Earlier today, on June 13, 2024, Governor Phil Scott vetoed the Vermont Data Privacy Act (VDPA). Governor Scott cited the “unnecessary and avoidable level of risk” that the VDPA's enactment would have created, and noted that the bill would make “Vermont a national outlier, and more hostile than any other state to many businesses.” The Vermont legislative session has concluded for the year, so any further efforts to pass another bill must wait until 2025.

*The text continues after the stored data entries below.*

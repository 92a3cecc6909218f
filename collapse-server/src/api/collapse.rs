//! CollapseService - countdowns, delays and status
//!
//! Endpoints:
//! - POST /tower.CollapseService/Trigger
//! - POST /tower.CollapseService/GetPending
//! - POST /tower.CollapseService/Delay
//! - POST /tower.CollapseService/PurchaseDelay
//! - POST /tower.CollapseService/Status
//! - POST /tower.CollapseService/ApplyConfig

use axum::{extract::State, routing::post, Json, Router};
use collapse_core::config::CollapseConfig;
use collapse_core::host::HostWorld;
use collapse_core::state::{StructureKey, StructureStatus};
use serde::{Deserialize, Serialize};
use std::sync::Arc;
use tracing::info;

use super::{check_anchor_y, ApiState};

pub fn routes() -> Router<ApiState> {
    Router::new()
        .route("/tower.CollapseService/Trigger", post(trigger))
        .route("/tower.CollapseService/GetPending", post(get_pending))
        .route("/tower.CollapseService/Delay", post(delay))
        .route("/tower.CollapseService/PurchaseDelay", post(purchase_delay))
        .route("/tower.CollapseService/Status", post(status))
        .route("/tower.CollapseService/ApplyConfig", post(apply_config))
}

// ============================================================================
// Request/Response Types
// ============================================================================

#[derive(Deserialize)]
pub struct TriggerRequest {
    pub world_id: String,
    pub x: i32,
    pub y: i32,
    pub z: i32,
    /// Defaults to `y`
    pub base_y: Option<i32>,
    /// Defaults to the configured countdown; clamped to the config bounds
    pub delay_seconds: Option<u64>,
}

#[derive(Serialize)]
pub struct TriggerResponse {
    pub success: bool,
    /// False when a collapse was already pending for this anchor
    pub scheduled: bool,
    pub error: Option<String>,
}

fn default_radius() -> i32 {
    128
}

#[derive(Deserialize)]
pub struct PendingRequest {
    pub world_id: String,
    pub x: i32,
    pub z: i32,
    #[serde(default = "default_radius")]
    pub radius: i32,
}

#[derive(Serialize)]
pub struct PendingResponse {
    pub success: bool,
    pub remaining_seconds: Option<u64>,
}

#[derive(Deserialize)]
pub struct DelayRequest {
    pub world_id: String,
    pub x: i32,
    pub z: i32,
    #[serde(default = "default_radius")]
    pub radius: i32,
    pub extra_seconds: u64,
}

#[derive(Serialize)]
pub struct DelayResponse {
    pub success: bool,
    pub remaining_seconds: Option<u64>,
    pub error: Option<String>,
}

#[derive(Deserialize)]
pub struct PurchaseDelayRequest {
    pub world_id: String,
    pub actor_id: u64,
    pub sigils: Option<u32>,
}

#[derive(Serialize)]
pub struct CommandResponse {
    pub success: bool,
    /// Reply text, also delivered to the actor
    pub message: Option<String>,
    pub error: Option<String>,
}

#[derive(Serialize)]
pub struct StatusResponse {
    pub structures: Vec<StructureStatus>,
}

#[derive(Serialize)]
pub struct ConfigResponse {
    pub success: bool,
    /// Effective values after clamping
    pub config: CollapseConfig,
}

// ============================================================================
// Handlers
// ============================================================================

async fn trigger(State(state): State<ApiState>, Json(req): Json<TriggerRequest>) -> Json<TriggerResponse> {
    if state.worlds.get(&req.world_id).is_none() {
        return Json(TriggerResponse {
            success: false,
            scheduled: false,
            error: Some(format!("unknown world: {}", req.world_id)),
        });
    }
    let checked = check_anchor_y(f64::from(req.y))
        .and_then(|()| req.base_y.map_or(Ok(()), |b| check_anchor_y(f64::from(b))));
    if let Err(e) = checked {
        return Json(TriggerResponse {
            success: false,
            scheduled: false,
            error: Some(e),
        });
    }
    let scheduled = match req.delay_seconds {
        Some(requested) => {
            let (min, max) = CollapseConfig::DELAY_BOUNDS;
            let delay = requested.clamp(min, max);
            let key = StructureKey::new(req.world_id.as_str(), req.x, req.y, req.z);
            let scheduled = state
                .service
                .scheduler()
                .trigger(&key, req.base_y.unwrap_or(req.y), delay);
            if scheduled {
                info!(anchor = %key, delay, "Manual implosion triggered");
            }
            scheduled
        }
        None => state
            .service
            .trigger_manual(&req.world_id, req.x, req.y, req.z, req.base_y),
    };
    Json(TriggerResponse {
        success: true,
        scheduled,
        error: None,
    })
}

async fn get_pending(State(state): State<ApiState>, Json(req): Json<PendingRequest>) -> Json<PendingResponse> {
    let remaining = state
        .service
        .nearest_pending_remaining_seconds(&req.world_id, req.x, req.z, req.radius);
    Json(PendingResponse {
        success: true,
        remaining_seconds: remaining,
    })
}

async fn delay(State(state): State<ApiState>, Json(req): Json<DelayRequest>) -> Json<DelayResponse> {
    match state
        .service
        .delay_nearest_pending(&req.world_id, req.x, req.z, req.radius, req.extra_seconds)
    {
        Ok(remaining) => Json(DelayResponse {
            success: true,
            remaining_seconds: Some(remaining),
            error: None,
        }),
        Err(e) => Json(DelayResponse {
            success: false,
            remaining_seconds: None,
            error: Some(e.to_string()),
        }),
    }
}

async fn purchase_delay(
    State(state): State<ApiState>,
    Json(req): Json<PurchaseDelayRequest>,
) -> Json<CommandResponse> {
    let service = Arc::clone(&state.service);
    let world_id = req.world_id.clone();
    let actor = req.actor_id;
    let sigils = req.sigils;
    let result = state
        .with_world(&req.world_id, move |w| {
            let position = w.actor_position(actor)?;
            let mut inventory = w.inventory_mut(actor)?;
            let message = service.purchase_delay(&world_id, position, sigils, &mut *inventory);
            drop(inventory);
            let _ = w.send_message(actor, &message);
            Some(message)
        })
        .await;
    Json(command_response(result, actor))
}

pub(crate) fn command_response(result: Result<Option<String>, String>, actor: u64) -> CommandResponse {
    match result {
        Ok(Some(message)) => CommandResponse {
            success: true,
            message: Some(message),
            error: None,
        },
        Ok(None) => CommandResponse {
            success: false,
            message: None,
            error: Some(format!("unknown actor: {actor}")),
        },
        Err(e) => CommandResponse {
            success: false,
            message: None,
            error: Some(e),
        },
    }
}

async fn status(State(state): State<ApiState>) -> Json<StatusResponse> {
    Json(StatusResponse {
        structures: state.service.status(),
    })
}

async fn apply_config(State(state): State<ApiState>, Json(req): Json<CollapseConfig>) -> Json<ConfigResponse> {
    state.service.apply_config(req);
    Json(ConfigResponse {
        success: true,
        config: state.service.scheduler().config(),
    })
}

The veto of the VDPA is significant because the VDPA would have been the 20th comprehensive privacy law in the U.S. and one of the first to include a private right of action. VDPA’s private right of action applied to data brokers and large data holders (a business processing the personal data of 100,000 Vermont residents annually) that handle sensitive data. Washington’s My Health My Data – effective March 31, 2024 – and the CCPA gave consumers a right to sue for certain violations related to consumer health data and personal information security breaches, respectively, but neither bill’s private right of action would have had the reach of the VDPA.

While the VDPA will not take effect, there are still 19 other comprehensive privacy laws enacted in the U.S., and more under consideration. Additionally, the VDPA's provisions on data minimization and age-appropriate design are indicative of trends in privacy legislation. Companies should expect further comprehensive state privacy laws, and potentially some state laws which include a private right of action.